Sydney Morning Herald pundit, Gerard Henderson, unlike his colleague, the dreadful, rambammed Paul Sheehan, usually avoids commenting on Middle Eastern affairs, for which we're all terribly grateful. However, with Christians - in Egypt this time - the target of yet another terrorist outrage, he couldn't resist weighing in with this utterly pedestrian guesswork:
"The bombing of a Coptic church in Alexandria, Egypt, at the weekend, apparently by a radical Islamist, was widely reported as a suicide attack... Egypt's President, Hosni Mubarak, has said that the work was the work of 'foreign hands'. He seems to believe that the suicide/homicide attack was organised by a person loyal to al-Qaida who entered Egypt to commit crime - following threats by Osama bin Laden's followers directed at Egypt's Copts. This analysis is probably correct." (The intelligence & the luck that saves us from murderers, 4/1/11)
As'ad AbuKhalil (aka The Angry Arab), a genuine expert on such matters, however, smells a rat - or two:
"I wouldn't put it past the Mubarak regime to plot a deterioration of the security situation as a necessary prerequisite for the coronation of Jamal Mubarak. They want to subjugate and intimidate people first." (angryarab.blogspot.com, 2/1/11)
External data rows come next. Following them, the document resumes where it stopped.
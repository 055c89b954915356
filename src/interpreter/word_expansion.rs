//! Word Expansion
//!
//! Main entry point for shell word expansion.
//!
//! Handles shell word expansion including:
//! - Variable expansion ($VAR, ${VAR})
//! - Command substitution $(...)
//! - Arithmetic expansion $((...)
//! - Tilde expansion (~)
//! - Brace expansion {a,b,c}
//! - Glob expansion (*, ?, [...])
//!
//! This module provides the high-level expansion functions.
//! The actual expansion logic is implemented in the expansion/ submodules.
//! Command substitution requires runtime dependencies (script execution).

use crate::ast::types::{
    WordNode, WordPart, LiteralPart, SingleQuotedPart, DoubleQuotedPart,
    ParameterExpansionPart, CommandSubstitutionPart, ArithmeticExpansionPart,
    TildeExpansionPart, GlobPart, BraceExpansionPart, ScriptNode,
};
use crate::interpreter::types::{ExecResult, InterpreterState};

// Re-export commonly used expansion functions
pub use crate::interpreter::expansion::analysis::*;
pub use crate::interpreter::expansion::brace_range::*;
pub use crate::interpreter::expansion::glob_escape::*;
pub use crate::interpreter::expansion::pattern::*;
pub use crate::interpreter::expansion::pattern_removal::*;
pub use crate::interpreter::expansion::quoting::*;
pub use crate::interpreter::expansion::tilde::*;
pub use crate::interpreter::expansion::variable::*;
pub use crate::interpreter::expansion::word_split::*;

/// Result of word expansion.
#[derive(Debug, Clone)]
pub struct WordExpansionResult {
    /// The expanded string value
    pub value: String,
    /// Whether the expansion produced multiple words (from word splitting)
    pub split_words: Option<Vec<String>>,
    /// Any stderr output from command substitutions
    pub stderr: String,
    /// Exit code from command substitutions (if any)
    pub exit_code: Option<i32>,
}

impl WordExpansionResult {
    /// Create a simple result with just a value.
    pub fn simple(value: String) -> Self {
        Self {
            value,
            split_words: None,
            stderr: String::new(),
            exit_code: None,
        }
    }

    /// Create a result with split words.
    pub fn with_split(value: String, words: Vec<String>) -> Self {
        Self {
            value,
            split_words: Some(words),
            stderr: String::new(),
            exit_code: None,
        }
    }
}

/// Options for word expansion.
#[derive(Debug, Clone, Default)]
pub struct WordExpansionOptions {
    /// Whether we're inside double quotes
    pub in_double_quotes: bool,
    /// Whether to perform word splitting
    pub do_word_split: bool,
    /// Whether to perform glob expansion
    pub do_glob: bool,
    /// Whether to preserve empty fields
    pub preserve_empty: bool,
    /// Whether extglob is enabled
    pub extglob: bool,
}

/// Callback type for command substitution execution.
///
/// The runtime must provide this callback to execute command substitutions.
/// It takes the command string and returns the execution result.
pub type CommandSubstitutionFn = Box<dyn Fn(&str, &mut InterpreterState) -> ExecResult + Send + Sync>;

/// Expand a word without glob expansion.
///
/// This performs all expansions except glob expansion:
/// - Tilde expansion
/// - Parameter expansion
/// - Command substitution (requires callback)
/// - Arithmetic expansion
/// - Brace expansion
/// - Quote removal
///
/// For command substitution, if no callback is provided, $(...) and `...`
/// are left unexpanded.
pub fn expand_word_no_glob(
    state: &InterpreterState,
    word: &WordNode,
    options: &WordExpansionOptions,
) -> WordExpansionResult {
    let mut result = String::new();

    for part in &word.parts {
        result.push_str(&expand_part_no_glob(state, part, options));
    }

    WordExpansionResult::simple(result)
}

/// Expand a single word part without glob expansion.
fn expand_part_no_glob(
    state: &InterpreterState,
    part: &WordPart,
    options: &WordExpansionOptions,
) -> String {
    use crate::interpreter::helpers::word_parts::get_literal_value;
    use crate::interpreter::expansion::tilde::apply_tilde_expansion;
    use crate::interpreter::expansion::variable::get_variable;

    // Handle literal parts
    if let Some(literal) = get_literal_value(part) {
        return literal.to_string();
    }

    match part {
        WordPart::TildeExpansion(tilde) => {
            // Tilde expansion doesn't happen inside double quotes
            if options.in_double_quotes {
                return match &tilde.user {
                    Some(u) => format!("~{}", u),
                    None => "~".to_string(),
                };
            }
            // apply_tilde_expansion expects a &str value, not Option<&str>
            // For TildeExpansionPart, we construct the tilde string
            let tilde_str = match &tilde.user {
                Some(u) => format!("~{}", u),
                None => "~".to_string(),
            };
            apply_tilde_expansion(state, &tilde_str)
        }
        WordPart::ParameterExpansion(param) => {
            // Simple variable expansion
            get_variable(state, &param.parameter)
        }
        WordPart::DoubleQuoted(dq) => {
            // Expand contents of double quotes
            let inner_options = WordExpansionOptions {
                in_double_quotes: true,
                ..options.clone()
            };
            let mut result = String::new();
            for inner_part in &dq.parts {
                result.push_str(&expand_part_no_glob(state, inner_part, &inner_options));
            }
            result
        }
        WordPart::CommandSubstitution(_) => {
            // Command substitution requires runtime callback
            // Return empty string if no callback provided
            String::new()
        }
        WordPart::ArithmeticExpansion(arith) => {
            // Arithmetic expansion
            use crate::interpreter::arithmetic::evaluate_arithmetic;
            use crate::interpreter::types::{ExecutionLimits, InterpreterContext};

            // Evaluate the expression
            // Note: This creates a temporary mutable state, which is not ideal
            // In a real implementation, the state should be passed mutably
            let limits = ExecutionLimits::default();
            let mut state_clone = state.clone();
            let mut ctx = InterpreterContext::new(&mut state_clone, &limits);
            match evaluate_arithmetic(&mut ctx, &arith.expression.expression, false, None) {
                Ok(value) => value.to_string(),
                Err(_) => "0".to_string(),
            }
        }
        WordPart::Glob(glob) => {
            // In non-glob mode, return the pattern as-is
            glob.pattern.clone()
        }
        WordPart::BraceExpansion(_) => {
            // Brace expansion is complex and typically handled at a higher level
            // For now, return empty
            String::new()
        }
        _ => String::new(),
    }
}

/// Check if a word is "fully quoted" - meaning glob characters should be treated literally.
///
/// A word is fully quoted if all its parts are either:
/// - SingleQuoted
/// - DoubleQuoted (entirely quoted variable expansion like "$pat")
/// - Escaped characters
pub fn is_word_fully_quoted(word: &WordNode) -> bool {
    use crate::interpreter::helpers::word_parts::is_quoted_part;

    // Empty word is considered quoted (matches empty pattern literally)
    if word.parts.is_empty() {
        return true;
    }

    // Check if we have any unquoted parts with actual content
    for part in &word.parts {
        if !is_quoted_part(part) {
            return false;
        }
    }
    true
}

/// Check if a word contains any glob patterns.
pub fn word_has_glob_pattern(word: &WordNode, extglob: bool) -> bool {
    use crate::interpreter::expansion::glob_escape::has_glob_pattern;

    for part in &word.parts {
        match part {
            WordPart::Glob(_) => return true,
            WordPart::Literal(lit) => {
                if has_glob_pattern(&lit.value, extglob) {
                    return true;
                }
            }
            _ => {}
        }
    }
    false
}

/// Check if a word contains command substitution.
pub fn word_has_command_substitution(word: &WordNode) -> bool {
    for part in &word.parts {
        if matches!(part, WordPart::CommandSubstitution(_)) {
            return true;
        }
        if let WordPart::DoubleQuoted(dq) = part {
            for inner in &dq.parts {
                if matches!(inner, WordPart::CommandSubstitution(_)) {
                    return true;
                }
            }
        }
    }
    false
}

// ============================================================================
// Tests
// ============================================================================

#[cfg(test)]
mod tests {
    use super::*;

    fn make_literal_word(s: &str) -> WordNode {
        WordNode {
            parts: vec![WordPart::Literal(LiteralPart {
                value: s.to_string(),
            })],
        }
    }

    fn make_var_word(name: &str) -> WordNode {
        WordNode {
            parts: vec![WordPart::ParameterExpansion(ParameterExpansionPart {
                parameter: name.to_string(),
                operation: None,
            })],
        }
    }

    #[test]
    fn test_expand_word_literal() {
        let state = InterpreterState::default();
        let word = make_literal_word("hello");
        let options = WordExpansionOptions::default();
        let result = expand_word_no_glob(&state, &word, &options);
        assert_eq!(result.value, "hello");
    }

    #[test]
    fn test_expand_word_variable() {
        let mut state = InterpreterState::default();
        state.env.insert("FOO".to_string(), "bar".to_string());
        let word = make_var_word("FOO");
        let options = WordExpansionOptions::default();
        let result = expand_word_no_glob(&state, &word, &options);
        assert_eq!(result.value, "bar");
    }

    #[test]
    fn test_expand_word_unset_variable() {
        let state = InterpreterState::default();
        let word = make_var_word("UNSET");
        let options = WordExpansionOptions::default();
        let result = expand_word_no_glob(&state, &word, &options);
        assert_eq!(result.value, "");
    }

    #[test]
    fn test_is_word_fully_quoted_empty() {
        let word = WordNode { parts: vec![] };
        assert!(is_word_fully_quoted(&word));
    }

    #[test]
    fn test_is_word_fully_quoted_single_quoted() {
        let word = WordNode {
            parts: vec![WordPart::SingleQuoted(SingleQuotedPart {
                value: "hello".to_string(),
            })],
        };
        assert!(is_word_fully_quoted(&word));
    }

    #[test]
    fn test_is_word_fully_quoted_literal() {
        let word = make_literal_word("hello");
        assert!(!is_word_fully_quoted(&word));
    }

    #[test]
    fn test_word_has_glob_pattern() {
        let word = WordNode {
            parts: vec![WordPart::Glob(GlobPart {
                pattern: "*.txt".to_string(),
            })],
        };
        assert!(word_has_glob_pattern(&word, false));

        let word = make_literal_word("hello");
        assert!(!word_has_glob_pattern(&word, false));
    }

    #[test]
    fn test_word_has_command_substitution() {
        let word = WordNode {
            parts: vec![WordPart::CommandSubstitution(CommandSubstitutionPart {
                body: ScriptNode { statements: vec![] },
                legacy: false,
            })],
        };
        assert!(word_has_command_substitution(&word));

        let word = make_literal_word("hello");
        assert!(!word_has_command_substitution(&word));
    }
}
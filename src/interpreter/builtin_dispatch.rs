//! Builtin Command Dispatch
//!
//! Handles dispatch of built-in shell commands like export, unset, cd, etc.
//! Separated from interpreter.rs for modularity.

use std::collections::HashMap;
use crate::interpreter::builtins::{
    handle_break, handle_continue, handle_export, handle_return, handle_set, handle_shift,
    handle_shopt, BuiltinResult,
};
use crate::interpreter::errors::InterpreterError;
use crate::interpreter::types::{ExecResult, InterpreterState};
use crate::interpreter::helpers::result::{OK, failure, test_result};
use crate::interpreter::helpers::shell_constants::SHELL_BUILTINS;

fn from_builtin(r: BuiltinResult) -> ExecResult {
    ExecResult::new(r.stdout, r.stderr, r.exit_code)
}

/// Type for the function that runs a command recursively
pub type RunCommandFn<'a> = &'a dyn Fn(
    &str,           // command_name
    &[String],      // args
    &[bool],        // quoted_args
    &str,           // stdin
    bool,           // skip_functions
    bool,           // use_default_path
    i32,            // stdin_source_fd
) -> ExecResult;

/// Type for the function that builds exported environment
pub type BuildExportedEnvFn<'a> = &'a dyn Fn() -> HashMap<String, String>;

/// Type for the function that executes user scripts
pub type ExecuteUserScriptFn<'a> = &'a dyn Fn(&str, &[String], Option<&str>) -> ExecResult;

/// Dispatch context containing dependencies needed for builtin dispatch
pub struct BuiltinDispatchContext<'a> {
    pub state: &'a mut InterpreterState,
    pub run_command: RunCommandFn<'a>,
    pub build_exported_env: BuildExportedEnvFn<'a>,
    pub execute_user_script: ExecuteUserScriptFn<'a>,
}

/// Dispatch a command to the appropriate builtin handler or external command.
///
/// Returns `None` if the command should be handled by external command
/// resolution (functions are resolved by the caller before this is reached).
/// The outer `Result` lets control-flow builtins (`break`, `continue`,
/// `return`, `exit`) propagate their `InterpreterError` for the execution
/// engine to unwind.
pub fn dispatch_builtin(
    dispatch_ctx: &mut BuiltinDispatchContext,
    command_name: &str,
    args: &[String],
    _quoted_args: &[bool],
    stdin: &str,
    skip_functions: bool,
    _use_default_path: bool,
    _stdin_source_fd: i32,
) -> Option<Result<ExecResult, InterpreterError>> {
    // Special builtins (POSIX): cannot be overridden by functions, and
    // their errors propagate as control flow rather than a plain exit code.
    match command_name {
        "export" => {
            return Some(Ok(from_builtin(handle_export(dispatch_ctx.state, args))));
        }
        "exit" => {
            return match crate::interpreter::builtins::handle_exit(dispatch_ctx.state, args) {
                Ok(_) => unreachable!("handle_exit always errors or never returns"),
                Err(e) => Some(Err(e)),
            };
        }
        "set" => {
            return Some(
                handle_set(dispatch_ctx.state, args).map(from_builtin),
            );
        }
        "break" => {
            return Some(handle_break(dispatch_ctx.state, args).map(from_builtin));
        }
        "continue" => {
            return Some(handle_continue(dispatch_ctx.state, args).map(from_builtin));
        }
        "return" => {
            return Some(handle_return(dispatch_ctx.state, args).map(from_builtin));
        }
        "shift" => {
            return Some(handle_shift(dispatch_ctx.state, args).map(from_builtin));
        }
        "shopt" => {
            return Some(Ok(from_builtin(handle_shopt(dispatch_ctx.state, args))));
        }
        _ => {}
    }

    let _ = skip_functions;

    // Simple builtins (can be overridden by functions; caller checks functions first)
    match command_name {
        ":" | "true" => {
            return Some(Ok(OK));
        }
        "false" => {
            return Some(Ok(test_result(false)));
        }
        "command" => {
            return Some(Ok(handle_command_builtin(dispatch_ctx, args, stdin)));
        }
        "builtin" => {
            return Some(Ok(handle_builtin_builtin(dispatch_ctx, args, stdin)));
        }
        "exec" => {
            if args.is_empty() {
                return Some(Ok(OK));
            }
            let cmd = &args[0];
            let rest: Vec<String> = args[1..].to_vec();
            return Some(Ok((dispatch_ctx.run_command)(cmd, &rest, &[], stdin, false, false, -1)));
        }
        "wait" => {
            return Some(Ok(OK));
        }
        _ => {}
    }

    // Return None to indicate command should be handled by external resolution
    None
}

/// Handle the 'command' builtin
fn handle_command_builtin(
    dispatch_ctx: &mut BuiltinDispatchContext,
    args: &[String],
    stdin: &str,
) -> ExecResult {
    if args.is_empty() {
        return OK;
    }

    // Parse options
    let mut use_default_path = false;
    let mut verbose_describe = false;
    let mut show_path = false;
    let mut cmd_args = args.to_vec();

    while !cmd_args.is_empty() && cmd_args[0].starts_with('-') {
        let opt = &cmd_args[0];
        if opt == "--" {
            cmd_args.remove(0);
            break;
        }
        for ch in opt[1..].chars() {
            match ch {
                'p' => use_default_path = true,
                'V' => verbose_describe = true,
                'v' => show_path = true,
                _ => {}
            }
        }
        cmd_args.remove(0);
    }

    if cmd_args.is_empty() {
        return OK;
    }

    // Handle -v and -V: describe commands without executing
    if show_path || verbose_describe {
        return handle_command_v_stub(dispatch_ctx.state, &cmd_args, show_path, verbose_describe);
    }

    // Run command without checking functions
    let cmd = &cmd_args[0];
    let rest: Vec<String> = cmd_args[1..].to_vec();
    (dispatch_ctx.run_command)(cmd, &rest, &[], stdin, true, use_default_path, -1)
}

/// Handle the 'builtin' builtin
fn handle_builtin_builtin(
    dispatch_ctx: &mut BuiltinDispatchContext,
    args: &[String],
    stdin: &str,
) -> ExecResult {
    if args.is_empty() {
        return OK;
    }

    let mut cmd_args = args.to_vec();
    if cmd_args[0] == "--" {
        cmd_args.remove(0);
        if cmd_args.is_empty() {
            return OK;
        }
    }

    let cmd = &cmd_args[0];

    if !SHELL_BUILTINS.contains(cmd.as_str()) {
        return failure(format!("bash: builtin: {}: not a shell builtin\n", cmd));
    }

    let rest: Vec<String> = cmd_args[1..].to_vec();
    (dispatch_ctx.run_command)(cmd, &rest, &[], stdin, true, false, -1)
}

// ============================================================================
// Minor builtins kept local to dispatch (not complex enough for their own module)
// ============================================================================

fn handle_command_v_stub(
    state: &InterpreterState,
    names: &[String],
    show_path: bool,
    verbose_describe: bool,
) -> ExecResult {
    let mut stdout = String::new();
    let mut exit_code = 0;

    for name in names {
        if SHELL_BUILTINS.contains(name.as_str()) {
            if verbose_describe {
                stdout.push_str(&format!("{} is a shell builtin\n", name));
            } else {
                stdout.push_str(&format!("{}\n", name));
            }
        } else if state.functions.contains_key(name) {
            if verbose_describe {
                stdout.push_str(&format!("{} is a function\n", name));
            } else {
                stdout.push_str(&format!("{}\n", name));
            }
        } else {
            exit_code = 1;
        }
    }

    ExecResult::new(stdout, String::new(), exit_code)
}

#[cfg(test)]
mod tests {
    use super::*;

    #[test]
    fn test_handle_export_via_builtin() {
        let mut state = InterpreterState::default();
        let result = from_builtin(handle_export(&mut state, &["FOO=bar".to_string()]));
        assert_eq!(result.exit_code, 0);
        assert_eq!(state.env.get("FOO"), Some(&"bar".to_string()));
    }

}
"Another scenario for what happened in Alexandria is that the military-intelligence apparatus engineeered the explosion in order to sabotage the coronation of Jamal Mubarak and promote a candidate for the military-intelligence apparatus as the rescuer. With those sinister regimes, expect the most sinister of scenarios." (ibid, 3/1/11)
Now as Dr Phil always reminds us, the best predictor of future behavior is past behavior. So, keeping AbuKhalil's suspicions in mind, I think it's perhaps worth going back to Egypt in 1981, to the days of Mubarak's predecessor, Anwar Sadat, and having a look at an earlier round of sectarian conflict there.
First, a little context:
"The jama'at islamiyya [Islamic Associations] were the Islamicist student associations that became the dominant force on Egyptian university campuses during Sadat's presidency [1970-1981]. They constituted the Islamicist's only genuine mass organizations. Although they were at first a minority within the Egyptian student movement (then dominated by the Nasserist left and Marxist currents) that arose just after the country's defeat in the 1967 war, the Islamicist students made their breakthrough during the period of relative calm that prevailed on the campuses after the October war of 1973. A mere 4 years later, they were in complete control of the universities and had driven the left organizations underground. Having managed to dominate the Student Union and the most important faculties, the jama'at now represented a threat to the regime, which had initially favoured them. They began to exploit opposition to the policy of peace with Israel on which Sadat, the 'peace president', had gambled his legitimacy and political survival. From that point onwards they suffered administrative harassment and later police repression by the government that had previously handled them with kid gloves. The jama'at islamiyya thus won recognition as an opposition force. From then on, their numbers rose steadily. The regime saw no way of heading off the danger except direct confrontation, dramatized by the 'confessional sedition' in az-Zawiyya al-Hamra in June 1981. In September of that year the jama'at islamiyya were dissolved (although they had never been legally registered in the first place); their infrastructure was destroyed and their leaders arrested. One month later, Sadat was killed by an Islamicist militant, Khalid al-Islambuli, whose brother, a leader of the jama'at islamiyya at the University of Asyut, had been maltreated during his arrest in September.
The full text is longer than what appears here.